Abstract 12692: MicroRNA-Regulated p53 Expression in Cardiac Hypertrophy That Transits to Heart Failure
The molecular mechanisms triggering heart failure (HF), the major cause of mortality/morbidity worldwide, are not fully known. Small conserved noncoding RNAs of ∼22 nucleotides, called microRNAs (miRNAs), reportedly are involved in cardiac diseases. But what the altered miRNAs do as cardiac hypertrophy (CH) worsens to HF is unknown.

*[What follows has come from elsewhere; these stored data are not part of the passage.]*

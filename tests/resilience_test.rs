use async_trait::async_trait;
use resilient_joke::core::resilience::{
    BulkheadConfig, CircuitBreakerConfig, CircuitState, PolicyConfig, RateLimiterConfig,
    RetryConfig,
};
use resilient_joke::{
    ErrorCategory, FallbackEvent, FallbackReporter, Joke, JokeApi, JokeCategory, JokeError,
    JokeGateway, ResiliencePolicy, ResilientJokeClient, Result,
};
use std::sync::atomic::{AtomicBool, AtomicUsize, Ordering};
use std::sync::{Arc, Mutex};
use std::time::{Duration, Instant};
use tokio::sync::Notify;

/// 計算網路呼叫次數的假傳輸層
#[derive(Default)]
struct CountingApi {
    calls: AtomicUsize,
    healthy: AtomicBool,
    /// 設定後，呼叫會停在這裡直到被通知
    gate: Option<Arc<Notify>>,
    entered: Arc<Notify>,
}

impl CountingApi {
    fn failing() -> Self {
        Self::default()
    }

    fn gated(gate: Arc<Notify>) -> Self {
        Self {
            healthy: AtomicBool::new(true),
            gate: Some(gate),
            ..Self::default()
        }
    }

    fn calls(&self) -> usize {
        self.calls.load(Ordering::SeqCst)
    }

    fn set_healthy(&self, healthy: bool) {
        self.healthy.store(healthy, Ordering::SeqCst);
    }

    async fn call(&self) -> Result<()> {
        self.calls.fetch_add(1, Ordering::SeqCst);
        self.entered.notify_one();
        if let Some(gate) = &self.gate {
            gate.notified().await;
        }
        if self.healthy.load(Ordering::SeqCst) {
            Ok(())
        } else {
            Err(JokeError::UnexpectedStatus {
                status: 503,
                url: "counting".to_string(),
            })
        }
    }
}

#[async_trait]
impl JokeApi for CountingApi {
    async fn get_categories(&self) -> Result<Vec<String>> {
        self.call().await?;
        Ok(vec!["dev".to_string(), "food".to_string()])
    }

    async fn get_joke(&self, category: &JokeCategory) -> Result<Joke> {
        self.call().await?;
        Ok(Joke::new(format!("a {} joke", category), category.clone()))
    }
}

#[derive(Default)]
struct RecordingReporter {
    causes: Mutex<Vec<ErrorCategory>>,
}

impl FallbackReporter for RecordingReporter {
    fn on_fallback(&self, event: &FallbackEvent<'_>) {
        self.causes.lock().unwrap().push(event.cause.category());
    }
}

fn policy(config: PolicyConfig) -> Arc<ResiliencePolicy> {
    Arc::new(ResiliencePolicy::new("jokeService", &config))
}

fn breaker_config(open_ms: u64) -> PolicyConfig {
    PolicyConfig {
        circuit_breaker: CircuitBreakerConfig {
            failure_rate_threshold: 50.0,
            sliding_window_size: 4,
            minimum_number_of_calls: 4,
            wait_duration_in_open_state_ms: open_ms,
            permitted_number_of_calls_in_half_open_state: 2,
            ..CircuitBreakerConfig::default()
        },
        rate_limiter: RateLimiterConfig {
            limit_for_period: 1000,
            ..RateLimiterConfig::default()
        },
        retry: RetryConfig {
            max_attempts: 2,
            wait_duration_ms: 1,
            ..RetryConfig::default()
        },
        ..PolicyConfig::default()
    }
}

#[tokio::test]
async fn test_open_circuit_short_circuits_without_network_calls() {
    let api = Arc::new(CountingApi::failing());
    let reporter = Arc::new(RecordingReporter::default());
    let client = ResilientJokeClient::new(api.clone(), policy(breaker_config(60_000)))
        .with_reporter(reporter.clone());

    // 兩個操作共用同一個斷路器
    client.random_category().await;
    client.joke(&"dev".into()).await;
    client.random_category().await;
    client.joke(&"dev".into()).await;

    assert_eq!(client.policy().circuit_breaker().state(), CircuitState::Open);
    let calls_when_opened = api.calls();
    assert_eq!(calls_when_opened, 8, "4 logical calls x 2 attempts");

    for _ in 0..10 {
        assert_eq!(client.joke(&"food".into()).await, Joke::unavailable());
        assert_eq!(client.random_category().await.as_str(), "dev");
    }

    assert_eq!(api.calls(), calls_when_opened);
    let causes = reporter.causes.lock().unwrap();
    assert_eq!(causes.len(), 24);
    assert!(causes[4..].iter().all(|c| *c == ErrorCategory::CircuitOpen));
    assert_eq!(
        client
            .policy()
            .circuit_breaker()
            .metrics()
            .not_permitted_calls,
        20
    );
}

#[tokio::test]
async fn test_circuit_recovers_through_half_open() {
    let api = Arc::new(CountingApi::failing());
    let client = ResilientJokeClient::new(api.clone(), policy(breaker_config(50)));

    for _ in 0..4 {
        client.joke(&"dev".into()).await;
    }
    assert_eq!(client.policy().circuit_breaker().state(), CircuitState::Open);

    api.set_healthy(true);
    tokio::time::sleep(Duration::from_millis(80)).await;
    assert_eq!(
        client.policy().circuit_breaker().state(),
        CircuitState::HalfOpen
    );

    let joke = client.joke(&"dev".into()).await;
    assert_eq!(joke.text(), "a dev joke");
    assert_eq!(
        client.policy().circuit_breaker().state(),
        CircuitState::HalfOpen
    );

    client.joke(&"dev".into()).await;
    assert_eq!(client.policy().circuit_breaker().state(), CircuitState::Closed);
}

#[tokio::test]
async fn test_bulkhead_rejects_excess_concurrent_calls() {
    let gate = Arc::new(Notify::new());
    let api = Arc::new(CountingApi::gated(gate.clone()));
    let reporter = Arc::new(RecordingReporter::default());
    let config = PolicyConfig {
        bulkhead: BulkheadConfig {
            max_concurrent_calls: 1,
            max_wait_duration_ms: 0,
        },
        ..breaker_config(60_000)
    };
    let client = ResilientJokeClient::new(api.clone(), policy(config))
        .with_reporter(reporter.clone());

    let in_flight = {
        let client = client.clone();
        tokio::spawn(async move { client.joke(&"dev".into()).await })
    };
    api.entered.notified().await;
    assert_eq!(client.policy().bulkhead().available_permits(), 0);

    let started = Instant::now();
    let rejected = client.joke(&"food".into()).await;
    assert!(started.elapsed() < Duration::from_millis(500));
    assert_eq!(rejected, Joke::unavailable());
    assert_eq!(api.calls(), 1);

    gate.notify_one();
    let served = in_flight.await.unwrap();
    assert_eq!(served.text(), "a dev joke");

    assert_eq!(
        reporter.causes.lock().unwrap().as_slice(),
        &[ErrorCategory::Saturation]
    );
    assert_eq!(client.policy().bulkhead().available_permits(), 1);
    assert_eq!(
        client.policy().circuit_breaker().metrics().failed_calls,
        0,
        "bulkhead rejections are not dependency failures"
    );
}

#[tokio::test]
async fn test_cancelled_call_releases_bulkhead_slot() {
    let gate = Arc::new(Notify::new());
    let api = Arc::new(CountingApi::gated(gate));
    let config = PolicyConfig {
        bulkhead: BulkheadConfig {
            max_concurrent_calls: 1,
            max_wait_duration_ms: 0,
        },
        ..breaker_config(60_000)
    };
    let client = ResilientJokeClient::new(api.clone(), policy(config));

    let abandoned = tokio::time::timeout(Duration::from_millis(50), client.joke(&"dev".into())).await;
    assert!(abandoned.is_err(), "call should still be parked on the gate");

    assert_eq!(client.policy().bulkhead().available_permits(), 1);
    assert_eq!(client.policy().circuit_breaker().metrics().buffered_calls, 0);
}

#[tokio::test]
async fn test_rate_limited_calls_fall_back_immediately() {
    let api = Arc::new(CountingApi {
        healthy: AtomicBool::new(true),
        ..CountingApi::default()
    });
    let reporter = Arc::new(RecordingReporter::default());
    let config = PolicyConfig {
        rate_limiter: RateLimiterConfig {
            limit_for_period: 2,
            limit_refresh_period_ms: 60_000,
            timeout_duration_ms: 0,
        },
        ..breaker_config(60_000)
    };
    let client = ResilientJokeClient::new(api.clone(), policy(config))
        .with_reporter(reporter.clone());

    assert_eq!(client.joke(&"dev".into()).await.text(), "a dev joke");
    let category = client.random_category().await;
    assert!(["dev", "food"].contains(&category.as_str()));

    assert_eq!(client.joke(&"food".into()).await, Joke::unavailable());
    assert_eq!(client.random_category().await.as_str(), "dev");

    assert_eq!(api.calls(), 2);
    assert_eq!(
        reporter.causes.lock().unwrap().as_slice(),
        &[ErrorCategory::Saturation, ErrorCategory::Saturation]
    );
}

#[tokio::test]
async fn test_retry_backoff_does_not_block_other_calls() {
    let failing = Arc::new(CountingApi::failing());
    let healthy = Arc::new(CountingApi {
        healthy: AtomicBool::new(true),
        ..CountingApi::default()
    });
    let slow_retry = PolicyConfig {
        retry: RetryConfig {
            max_attempts: 2,
            wait_duration_ms: 300,
            ..RetryConfig::default()
        },
        ..breaker_config(60_000)
    };
    let shared = policy(slow_retry);
    let slow_client = ResilientJokeClient::new(failing, shared.clone());
    let fast_client = ResilientJokeClient::new(healthy, shared);

    let backing_off = tokio::spawn(async move { slow_client.joke(&"dev".into()).await });
    tokio::time::sleep(Duration::from_millis(20)).await;

    let started = Instant::now();
    let joke = fast_client.joke(&"food".into()).await;
    assert!(started.elapsed() < Duration::from_millis(200));
    assert_eq!(joke.text(), "a food joke");

    assert_eq!(backing_off.await.unwrap(), Joke::unavailable());
}
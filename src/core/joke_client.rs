use crate::core::resilience::ResiliencePolicy;
use crate::domain::model::{Joke, JokeCategory};
use crate::domain::ports::{
    FallbackEvent, FallbackReporter, JokeApi, JokeGateway, TracingFallbackReporter,
};
use crate::utils::error::JokeError;
use async_trait::async_trait;
use rand::seq::SliceRandom;
use serde::{Deserialize, Serialize};
use std::sync::Arc;

const GET_RANDOM_CATEGORY: &str = "getRandomCategory";
const GET_JOKE: &str = "getJoke";

/// 從上游分類清單中挑選的方式
#[derive(Debug, Clone, Copy, PartialEq, Eq, Default, Serialize, Deserialize)]
#[serde(rename_all = "snake_case")]
pub enum CategorySelection {
    #[default]
    Random,
    First,
}

/// 以 resilience policy 包裝外部笑話 API 的 client
///
/// 兩個操作都不會失敗：任何錯誤都會被記錄並換成固定的預設值。
#[derive(Clone)]
pub struct ResilientJokeClient {
    api: Arc<dyn JokeApi>,
    policy: Arc<ResiliencePolicy>,
    reporter: Arc<dyn FallbackReporter>,
    selection: CategorySelection,
}

impl ResilientJokeClient {
    pub fn new(api: Arc<dyn JokeApi>, policy: Arc<ResiliencePolicy>) -> Self {
        Self {
            api,
            policy,
            reporter: Arc::new(TracingFallbackReporter),
            selection: CategorySelection::default(),
        }
    }

    pub fn with_reporter(mut self, reporter: Arc<dyn FallbackReporter>) -> Self {
        self.reporter = reporter;
        self
    }

    pub fn with_category_selection(mut self, selection: CategorySelection) -> Self {
        self.selection = selection;
        self
    }

    pub fn policy(&self) -> &ResiliencePolicy {
        &self.policy
    }

    fn report(&self, operation: &'static str, category: Option<&JokeCategory>, cause: &JokeError) {
        self.reporter.on_fallback(&FallbackEvent {
            operation,
            policy: self.policy.name(),
            category,
            cause,
        });
    }

    fn pick_category(&self, categories: Vec<String>) -> JokeCategory {
        let candidates: Vec<String> = categories
            .into_iter()
            .filter(|c| !c.trim().is_empty())
            .collect();

        let picked = match self.selection {
            CategorySelection::Random => candidates.choose(&mut rand::thread_rng()).cloned(),
            CategorySelection::First => candidates.into_iter().next(),
        };

        picked.map(JokeCategory::from).unwrap_or_else(|| {
            tracing::debug!("Upstream returned no categories, using default");
            JokeCategory::default()
        })
    }
}

#[async_trait]
impl JokeGateway for ResilientJokeClient {
    async fn random_category(&self) -> JokeCategory {
        let api = self.api.as_ref();

        self.policy
            .execute_or_else(
                GET_RANDOM_CATEGORY,
                || async move { api.get_categories().await.map(|c| self.pick_category(c)) },
                |e| {
                    self.report(GET_RANDOM_CATEGORY, None, &e);
                    JokeCategory::default()
                },
            )
            .await
    }

    async fn joke(&self, category: &JokeCategory) -> Joke {
        let api = self.api.as_ref();

        // adapter 內完成格式轉換，格式錯誤與網路錯誤同樣重試
        self.policy
            .execute_or_else(
                GET_JOKE,
                || api.get_joke(category),
                |e| {
                    self.report(GET_JOKE, Some(category), &e);
                    Joke::unavailable()
                },
            )
            .await
    }
}

impl std::fmt::Debug for ResilientJokeClient {
    fn fmt(&self, f: &mut std::fmt::Formatter<'_>) -> std::fmt::Result {
        f.debug_struct("ResilientJokeClient")
            .field("policy", &self.policy.name())
            .field("selection", &self.selection)
            .finish()
    }
}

We aim to identify and define the role of the altered miRNAs that participate during progression of CH to HF. We identified a unique miRNA involved in HF by various means: transgenic mice overexpressing cardiac myotrophin (myo-Tg mice, developed in our laboratory), which develop CH that progresses to HF, mimicking all symptoms of human HF; transverse aortic constriction (TAC) mice; and tissue samples from excised human hearts with end-stage HF. Using a array platform containing >13,000 probes, global miRNA expression profiling of failing hearts of myo-Tg mice revealed significant (p<0.01) alteration of 6 miRNAs (3 each up-/downregulated, log2 differences >2.0 vs. wild-type control). In TAC mice, of these 6 candidate miRNAs, quantitative real-time PCR analysis showed significant (p<0.001) downregulation (0.78±0.18) in one miRNA, designated as miR-D2, vs. sham control (7.14±1.25). Similarly significant (p<0.001) miR-D2 downregulation occurred in human end-stage HF (0.0074±0.0006) vs. nonfailing hearts (0.014±0.001). Importantly, in myo-Tg mice, downregulation of miR-D2 expression arose as early as at initiation of CH, continuing to HF. TargetScan analysis and functional network predicted by Ingenuity Pathway AnalysisTM revealed p53 as a nodal molecule regulated by miR-D2. RNA hybrid analysis showed potential target binding sites of miR-D2 at the 3' UTR of p53 mRNA. We reported that upregulation of p53 expression occurs only during transition of CH to HF. Electrophoretic mobility shift assay showed that activation of p53 is associated with elevated p53 expression in HF. We showed that a longstanding deficiency of miR-D2 expression at initiation of CH leads to transition to HF by increased p53 expression. Our data suggest that miR-D2-regulated p53 expression and its signaling cascade drive the progress of CH to HF. This finding is expected to help designing/developing therapeutics to prevent/treat CH/HF.
- © 2010 by American Heart Association, Inc.